- Aqui - Ela coloca a caneca de café na mesinha de centro na minha frente, se sentando no sofá ao lado da poltrona onde eu estava.
Eu pego a caneca com a mão tremendo um pouco, olho em volta enquanto bebo um gole analisando o apartamento um tanto pequeno, mas confortável. Algumas roupas estavam jogadas pelo chão, nada parecia muito organizado pra dizer a verdade.
- Aluguei. - Ela comenta parecendo perceber minha análise - Desculpa pelas roupas, não tive tempo de arrumar...O que aconteceu? - Ela para de falar do apartamento e me encara, esfregando as mãos nervosas.
Eu coloco a caneca de café na mesa novamente e a olho, rindo.

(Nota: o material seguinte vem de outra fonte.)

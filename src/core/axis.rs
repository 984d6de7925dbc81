use serde::{Deserialize, Serialize};

/// One coordinate dimension of a coordinate system.
///
/// Axes belong to an ordered sequence; the position is significant and is
/// supplied by the owning sequence, not stored on the axis itself.
#[derive(Debug, Clone, Default, PartialEq, Eq, Hash, Serialize, Deserialize)]
pub struct Axis {
    pub name: String,

    /// Directional sense, e.g. `"north"` or `"east"`
    pub direction: String,
}

impl Axis {
    pub fn new(name: impl Into<String>, direction: impl Into<String>) -> Self {
        Self {
            name: name.into(),
            direction: direction.into(),
        }
    }

    /// Placeholder used to densify an axis sequence while rows for the
    /// earlier positions have not been seen yet.
    #[must_use]
    pub fn unset() -> Self {
        Self::default()
    }

    /// True for padding entries that were never overwritten by a real row
    #[must_use]
    pub fn is_unset(&self) -> bool {
        self.name.is_empty() && self.direction.is_empty()
    }
}

impl std::fmt::Display for Axis {
    fn fmt(&self, f: &mut std::fmt::Formatter<'_>) -> std::fmt::Result {
        if self.is_unset() {
            write!(f, "<unset>")
        } else {
            write!(f, "{}/{}", self.name, self.direction)
        }
    }
}
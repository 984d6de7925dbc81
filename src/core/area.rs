use serde::{Deserialize, Serialize};
use std::hash::{Hash, Hasher};

use crate::core::types::Authority;
use crate::utils::float::{f64_eq, hash_f64};

/// Geographic bounding box in degrees.
///
/// `min_x`/`max_x` are west/east longitudes, `min_y`/`max_y` south/north
/// latitudes. Individual members may be NaN when the source column was blank.
#[derive(Debug, Clone, Copy, Serialize, Deserialize)]
pub struct BoundingBox {
    pub min_x: f64,
    pub min_y: f64,
    pub max_x: f64,
    pub max_y: f64,
}

impl PartialEq for BoundingBox {
    fn eq(&self, other: &Self) -> bool {
        f64_eq(self.min_x, other.min_x)
            && f64_eq(self.min_y, other.min_y)
            && f64_eq(self.max_x, other.max_x)
            && f64_eq(self.max_y, other.max_y)
    }
}

impl Eq for BoundingBox {}

impl Hash for BoundingBox {
    fn hash<H: Hasher>(&self, state: &mut H) {
        hash_f64(self.min_x, state);
        hash_f64(self.min_y, state);
        hash_f64(self.max_x, state);
        hash_f64(self.max_y, state);
    }
}

/// Area of use for a coordinate reference system
#[derive(Debug, Clone, PartialEq, Eq, Hash, Serialize, Deserialize)]
pub struct Area {
    pub name: String,

    /// Extent of the area; `None` when the source row carried no extent
    #[serde(default, skip_serializing_if = "Option::is_none")]
    pub bounding_box: Option<BoundingBox>,

    pub authority: Authority,
    pub deprecated: bool,
}

impl Area {
    pub fn new(name: impl Into<String>, authority: Authority) -> Self {
        Self {
            name: name.into(),
            bounding_box: None,
            authority,
            deprecated: false,
        }
    }

    #[must_use]
    pub fn with_bounding_box(mut self, bounding_box: BoundingBox) -> Self {
        self.bounding_box = Some(bounding_box);
        self
    }
}
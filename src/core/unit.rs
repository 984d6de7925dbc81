use serde::{Deserialize, Serialize};
use std::hash::{Hash, Hasher};

use crate::core::types::{Authority, UnitKind};
use crate::utils::float::{f64_eq, hash_f64};

/// A unit of measure from the unit table.
///
/// `factor` is expressed relative to `base` when one is present, otherwise it
/// is already in the SI base of the unit's kind (radians for angular units,
/// metres for linear units). A unit never references itself as its own base;
/// the self-referencing rows in the source table mean "this unit is the base"
/// and load with `base = None`.
#[derive(Debug, Clone, Serialize, Deserialize)]
pub struct Unit {
    pub name: String,
    pub kind: UnitKind,

    /// Base unit of the same kind, when the source defines this unit in terms
    /// of another one
    #[serde(default, skip_serializing_if = "Option::is_none")]
    pub base: Option<Box<Unit>>,

    /// Conversion factor to `base` (or to the SI base when `base` is absent);
    /// NaN when the source column was blank
    pub factor: f64,

    pub authority: Authority,
    pub deprecated: bool,
}

impl Unit {
    pub fn new(name: impl Into<String>, kind: UnitKind, factor: f64, authority: Authority) -> Self {
        Self {
            name: name.into(),
            kind,
            base: None,
            factor,
            authority,
            deprecated: false,
        }
    }

    #[must_use]
    pub fn with_base(mut self, base: Unit) -> Self {
        self.base = Some(Box::new(base));
        self
    }

    /// Flatten the conversion chain: the factor from this unit to the SI base
    /// of its kind. NaN anywhere in the chain propagates.
    #[must_use]
    pub fn si_factor(&self) -> f64 {
        match &self.base {
            Some(base) => self.factor * base.si_factor(),
            None => self.factor,
        }
    }
}

impl PartialEq for Unit {
    fn eq(&self, other: &Self) -> bool {
        self.name == other.name
            && self.kind == other.kind
            && self.base == other.base
            && f64_eq(self.factor, other.factor)
            && self.authority == other.authority
            && self.deprecated == other.deprecated
    }
}

impl Eq for Unit {}

impl Hash for Unit {
    fn hash<H: Hasher>(&self, state: &mut H) {
        self.name.hash(state);
        self.kind.hash(state);
        self.base.hash(state);
        hash_f64(self.factor, state);
        self.authority.hash(state);
        self.deprecated.hash(state);
    }
}

impl std::fmt::Display for Unit {
    fn fmt(&self, f: &mut std::fmt::Formatter<'_>) -> std::fmt::Result {
        write!(f, "{} ({})", self.name, self.authority)
    }
}
//! Permission resolution engine.
//!
//! Resolution order, short-circuiting:
//!
//! 1. No actor: deny.
//! 2. Base role `ADMIN`: allow, nothing else is consulted.
//! 3. Active custom role granting `(action, resource)`: allow.
//! 4. Default matrix entry for the base role: allow.
//! 5. Otherwise deny.
//!
//! Steps 3 and 4 are independent alternatives: a custom role adds to the
//! base-role defaults, it never replaces them.
//!
//! The engine performs no I/O. Actors are loaded by
//! [`crate::services::ActorResolver`] beforehand.

use super::DefaultPermissionMatrix;
use crate::models::{Action, Actor};
use crate::{Error, Result};

/// Which rule produced an allow.
#[derive(Debug, Clone, Copy, PartialEq, Eq, Hash)]
pub enum Grant {
    /// Base role `ADMIN`.
    AdminBypass,
    /// The actor's active custom role.
    CustomRole,
    /// The base role's default matrix entry.
    BaseRoleDefault,
}

impl Grant {
    /// Returns a short label for logs and metrics.
    #[must_use]
    pub const fn as_str(&self) -> &'static str {
        match self {
            Self::AdminBypass => "admin_bypass",
            Self::CustomRole => "custom_role",
            Self::BaseRoleDefault => "base_role_default",
        }
    }
}

/// Outcome of a single resolution.
#[derive(Debug, Clone, Copy, PartialEq, Eq, Hash)]
pub enum Verdict {
    /// Access granted by the given rule.
    Allow(Grant),
    /// Access denied.
    Deny,
}

impl Verdict {
    /// Returns true if access was granted.
    #[must_use]
    pub const fn is_allowed(&self) -> bool {
        matches!(self, Self::Allow(_))
    }

    /// Returns true if access was denied.
    #[must_use]
    pub const fn is_denied(&self) -> bool {
        matches!(self, Self::Deny)
    }

    /// Returns a short label for logs and metrics.
    #[must_use]
    pub const fn label(&self) -> &'static str {
        match self {
            Self::Allow(grant) => grant.as_str(),
            Self::Deny => "deny",
        }
    }
}

/// Resolves one `(action, resource)` request for an optional actor.
///
/// This is the single implementation of the resolution order; the engine
/// and [`crate::services::PermissionSnapshot`] both call it.
#[must_use]
pub fn resolve(
    actor: Option<&Actor>,
    action: Action,
    resource: &str,
    matrix: &DefaultPermissionMatrix,
) -> Verdict {
    let Some(actor) = actor else {
        return Verdict::Deny;
    };

    if actor.is_admin() {
        return Verdict::Allow(Grant::AdminBypass);
    }

    if actor
        .custom_role
        .as_ref()
        .is_some_and(|grant| grant.allows(action, resource))
    {
        return Verdict::Allow(Grant::CustomRole);
    }

    if matrix.allows(actor.base_role, action, resource) {
        return Verdict::Allow(Grant::BaseRoleDefault);
    }

    Verdict::Deny
}

/// Stateless permission checker.
///
/// Holds only the (immutable) default matrix, so one instance can be shared
/// across threads without locking.
#[derive(Debug, Clone, Default)]
pub struct PermissionEngine {
    matrix: DefaultPermissionMatrix,
}

impl PermissionEngine {
    /// Creates an engine with the standard default matrix.
    #[must_use]
    pub fn new() -> Self {
        Self::default()
    }

    /// Creates an engine with a custom default matrix.
    #[must_use]
    pub const fn with_matrix(matrix: DefaultPermissionMatrix) -> Self {
        Self { matrix }
    }

    /// Returns the default matrix.
    #[must_use]
    pub const fn matrix(&self) -> &DefaultPermissionMatrix {
        &self.matrix
    }

    /// Resolves a request and reports which rule decided it.
    #[must_use]
    pub fn evaluate(&self, actor: Option<&Actor>, action: Action, resource: &str) -> Verdict {
        let verdict = resolve(actor, action, resource, &self.matrix);
        metrics::counter!("authz_decisions_total", "verdict" => verdict.label()).increment(1);
        tracing::trace!(
            actor.id = actor.map(|a| a.id.as_str()),
            action = %action,
            resource,
            verdict = verdict.label(),
            "Resolved permission"
        );
        verdict
    }

    /// Returns true if the actor may perform `action` on `resource`.
    #[must_use]
    pub fn has_permission(&self, actor: Option<&Actor>, action: Action, resource: &str) -> bool {
        self.evaluate(actor, action, resource).is_allowed()
    }

    /// Returns true if at least one pair is allowed. False for an empty list.
    #[must_use]
    pub fn has_any_permission(&self, actor: Option<&Actor>, pairs: &[(Action, &str)]) -> bool {
        pairs
            .iter()
            .any(|(action, resource)| self.has_permission(actor, *action, resource))
    }

    /// Returns true if every pair is allowed. True for an empty list.
    #[must_use]
    pub fn has_all_permissions(&self, actor: Option<&Actor>, pairs: &[(Action, &str)]) -> bool {
        pairs
            .iter()
            .all(|(action, resource)| self.has_permission(actor, *action, resource))
    }

    /// Fails with [`Error::Forbidden`] unless the actor is allowed.
    pub fn require_permission(
        &self,
        actor: Option<&Actor>,
        action: Action,
        resource: &str,
    ) -> Result<()> {
        if self.has_permission(actor, action, resource) {
            return Ok(());
        }
        tracing::debug!(
            actor.id = actor.map(|a| a.id.as_str()),
            action = %action,
            resource,
            "Permission denied"
        );
        Err(Error::Forbidden)
    }

    /// Returns true if the actor's base role is ADMIN.
    #[must_use]
    pub fn is_admin(actor: Option<&Actor>) -> bool {
        actor.is_some_and(Actor::is_admin)
    }
}
//! Actors as seen by the permission engine, and their stored user records.

use super::{Action, BaseRole, Permission, PermissionKey, Role, RoleId};
use serde::{Deserialize, Serialize};
use std::collections::BTreeSet;

/// The custom role an actor holds, loaded together with its grants.
#[derive(Debug, Clone, PartialEq, Eq, Serialize, Deserialize)]
pub struct CustomRoleGrant {
    /// Role identifier.
    pub role_id: RoleId,
    /// Role name at load time.
    pub name: String,
    /// Whether the role was active at load time.
    pub is_active: bool,
    /// Granted `(action, resource)` pairs.
    pub permissions: BTreeSet<PermissionKey>,
}

impl CustomRoleGrant {
    /// Builds a grant from a loaded role.
    #[must_use]
    pub fn from_role(role: &Role) -> Self {
        Self {
            role_id: role.id.clone(),
            name: role.name.clone(),
            is_active: role.is_active,
            permissions: role.permissions.iter().map(Permission::key).collect(),
        }
    }

    /// Creates an active grant from explicit keys.
    #[must_use]
    pub fn new(
        role_id: impl Into<RoleId>,
        name: impl Into<String>,
        permissions: impl IntoIterator<Item = PermissionKey>,
    ) -> Self {
        Self {
            role_id: role_id.into(),
            name: name.into(),
            is_active: true,
            permissions: permissions.into_iter().collect(),
        }
    }

    /// Returns true if the role is active and grants `(action, resource)`.
    #[must_use]
    pub fn allows(&self, action: Action, resource: &str) -> bool {
        self.is_active && self.permissions.iter().any(|k| k.matches(action, resource))
    }
}

/// The authenticated identity being evaluated.
#[derive(Debug, Clone, PartialEq, Eq, Serialize, Deserialize)]
pub struct Actor {
    /// User identifier.
    pub id: String,
    /// Mandatory base role.
    pub base_role: BaseRole,
    /// Optional custom role with its grants.
    pub custom_role: Option<CustomRoleGrant>,
    /// Account activity flag. Not consulted by the engine.
    pub is_active: bool,
}

impl Actor {
    /// Creates an active actor without a custom role.
    #[must_use]
    pub fn new(id: impl Into<String>, base_role: BaseRole) -> Self {
        Self {
            id: id.into(),
            base_role,
            custom_role: None,
            is_active: true,
        }
    }

    /// Attaches a custom role.
    #[must_use]
    pub fn with_custom_role(mut self, grant: CustomRoleGrant) -> Self {
        self.custom_role = Some(grant);
        self
    }

    /// Marks the actor inactive.
    #[must_use]
    pub const fn deactivated(mut self) -> Self {
        self.is_active = false;
        self
    }

    /// Returns true if the base role is ADMIN.
    #[must_use]
    pub const fn is_admin(&self) -> bool {
        matches!(self.base_role, BaseRole::Admin)
    }
}

/// A stored user record.
///
/// `custom_role_id`, when set, always points at an existing role.
#[derive(Debug, Clone, PartialEq, Eq, Serialize, Deserialize)]
pub struct User {
    /// User identifier.
    pub id: String,
    /// Base role.
    pub base_role: BaseRole,
    /// Assigned custom role.
    pub custom_role_id: Option<RoleId>,
    /// Account activity flag.
    pub is_active: bool,
}

impl User {
    /// Creates an active user without a custom role.
    #[must_use]
    pub fn new(id: impl Into<String>, base_role: BaseRole) -> Self {
        Self {
            id: id.into(),
            base_role,
            custom_role_id: None,
            is_active: true,
        }
    }
}

#[cfg(test)]
mod tests {
    use super::*;

    #[test]
    fn test_inactive_grant_allows_nothing() {
        let mut grant = CustomRoleGrant::new(
            "r-1",
            "menus",
            [PermissionKey::new(Action::ManageMenus, "menus")],
        );
        assert!(grant.allows(Action::ManageMenus, "menus"));

        grant.is_active = false;
        assert!(!grant.allows(Action::ManageMenus, "menus"));
    }

    #[test]
    fn test_actor_is_admin() {
        assert!(Actor::new("a", BaseRole::Admin).is_admin());
        assert!(!Actor::new("e", BaseRole::Editor).is_admin());
    }
}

- O que você quer quê eu diga, mãe? O que você espera que eu diga? Que eu faça? - Eu digo ainda rindo um pouco, ela olha para os lados - Você...você surge do nada, depois de sumir por dias da minha vida, e quer quê...eu desabafe com você? Com você?! - Eu rio mais e tampo meu rosto - Cara, o quê tá acontecendo...
Eu falo baixo e ouço a mulher na minha frente suspirar pesado, eu tiro as mãos do meu rosto e meu riso cessa. Nada ali era engraçado pra falar a verdade, mas era tão absurdamente irônico minha mãe estar na minha frente pagando de preocupada.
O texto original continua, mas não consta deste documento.